TASK TO COMPLETE: From the first line to the last, please write out the data exactly.

WORKING DATA:
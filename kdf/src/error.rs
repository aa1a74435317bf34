//! Error handling for the derivation functions

use isokdf_common::ErrorKind;
use isokdf_hashing::HashError;
use thiserror::Error;

/// Derivation errors
///
/// Every variant is a deterministic precondition failure detected before any
/// output is produced; none of them are worth retrying.
#[derive(Debug, Clone, PartialEq, Eq, Error)]
pub enum KdfError {
    /// Requested output length is negative
    #[error("Invalid output length: {requested} (must be >= 0)")]
    InvalidLength {
        /// Length as supplied by the caller
        requested: i64,
    },

    /// Integer does not fit the requested fixed-width encoding
    #[error("Integer {value} too large to encode in {length} octets")]
    IntegerTooLarge {
        /// Offending value (for OS2IP, the number of input octets)
        value: u64,
        /// Width of the encoding in octets
        length: usize,
    },

    /// MGF1 seed or mask length exceeds 2^32 times the hash output length
    #[error("Mask too long: {length} exceeds limit {limit}")]
    MaskTooLong {
        /// Offending length in octets
        length: u64,
        /// Largest permitted length in octets
        limit: u64,
    },

    /// Hash algorithm identifier is not registered
    #[error("Unsupported hash algorithm: {0}")]
    UnsupportedAlgorithm(String),

    /// KDF3 counter width below the ISO 18033 minimum
    #[error("Counter width {width} is below the minimum of {minimum} octets")]
    CounterWidthTooSmall {
        /// Requested width in octets
        width: usize,
        /// Minimum permitted width in octets
        minimum: usize,
    },

    /// Configuration could not be read or parsed
    #[error("Invalid configuration: {0}")]
    InvalidConfig(String),

    /// Internal error occurred
    #[error("Internal error: {0}")]
    Internal(String),
}

impl KdfError {
    /// Create an internal error
    #[must_use]
    pub fn internal(msg: impl Into<String>) -> Self {
        Self::Internal(msg.into())
    }

    /// Create an `invalid_config` error
    #[must_use]
    pub fn invalid_config(msg: impl Into<String>) -> Self {
        Self::InvalidConfig(msg.into())
    }

    /// Shared classification of this error
    #[must_use]
    pub fn kind(&self) -> ErrorKind {
        match self {
            Self::InvalidLength { .. }
            | Self::MaskTooLong { .. }
            | Self::CounterWidthTooSmall { .. } => ErrorKind::Validation,
            Self::IntegerTooLarge { .. } => ErrorKind::Encoding,
            Self::UnsupportedAlgorithm(_) => ErrorKind::UnsupportedAlgorithm,
            Self::InvalidConfig(_) => ErrorKind::Configuration,
            Self::Internal(_) => ErrorKind::Internal,
        }
    }
}

impl From<HashError> for KdfError {
    fn from(err: HashError) -> Self {
        match err {
            HashError::UnsupportedAlgorithm(id) => Self::UnsupportedAlgorithm(id),
        }
    }
}

/// Result type for derivation operations
pub type Result<T> = std::result::Result<T, KdfError>;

RESULT OF THIS TASK:
filename kdf/src/error.rs
repository aa1a74435317bf34
//! Error handling for the derivation functions

use isokdf_common::ErrorKind;
use isokdf_hashing::HashError;
use thiserror::Error;

/// Derivation errors
///
/// Every variant is a deterministic precondition failure detected before any
/// output is produced; none of them are worth retrying.
#[derive(Debug, Clone, PartialEq, Eq, Error)]
pub enum KdfError {
    /// Requested output length is negative
    #[error("Invalid output length: {requested} (must be >= 0)")]
    InvalidLength {
        /// Length as supplied by the caller
        requested: i64,
    },

    /// Integer does not fit the requested fixed-width encoding
    #[error("Integer {value} too large to encode in {length} octets")]
    IntegerTooLarge {
        /// Offending value (for OS2IP, the number of input octets)
        value: u64,
        /// Width of the encoding in octets
        length: usize,
    },

    /// MGF1 seed or mask length exceeds 2^32 times the hash output length
    #[error("Mask too long: {length} exceeds limit {limit}")]
    MaskTooLong {
        /// Offending length in octets
        length: u64,
        /// Largest permitted length in octets
        limit: u64,
    },

    /// Hash algorithm identifier is not registered
    #[error("Unsupported hash algorithm: {0}")]
    UnsupportedAlgorithm(String),

    /// KDF3 counter width below the ISO 18033 minimum
    #[error("Counter width {width} is below the minimum of {minimum} octets")]
    CounterWidthTooSmall {
        /// Requested width in octets
        width: usize,
        /// Minimum permitted width in octets
        minimum: usize,
    },

    /// Configuration could not be read or parsed
    #[error("Invalid configuration: {0}")]
    InvalidConfig(String),

    /// Internal error occurred
    #[error("Internal error: {0}")]
    Internal(String),
}

impl KdfError {
    /// Create an internal error
    #[must_use]
    pub fn internal(msg: impl Into<String>) -> Self {
        Self::Internal(msg.into())
    }

    /// Create an `invalid_config` error
    #[must_use]
    pub fn invalid_config(msg: impl Into<String>) -> Self {
        Self::InvalidConfig(msg.into())
    }

    /// Shared classification of this error
    #[must_use]
    pub fn kind(&self) -> ErrorKind {
        match self {
            Self::InvalidLength { .. }
            | Self::MaskTooLong { .. }
            | Self::CounterWidthTooSmall { .. } => ErrorKind::Validation,
            Self::IntegerTooLarge { .. } => ErrorKind::Encoding,
            Self::UnsupportedAlgorithm(_) => ErrorKind::UnsupportedAlgorithm,
            Self::InvalidConfig(_) => ErrorKind::Configuration,
            Self::Internal(_) => ErrorKind::Internal,
        }
    }
}

impl From<HashError> for KdfError {
    fn from(err: HashError) -> Self {
        match err {
            HashError::UnsupportedAlgorithm(id) => Self::UnsupportedAlgorithm(id),
        }
    }
}

/// Result type for derivation operations
pub type Result<T> = std::result::Result<T, KdfError>;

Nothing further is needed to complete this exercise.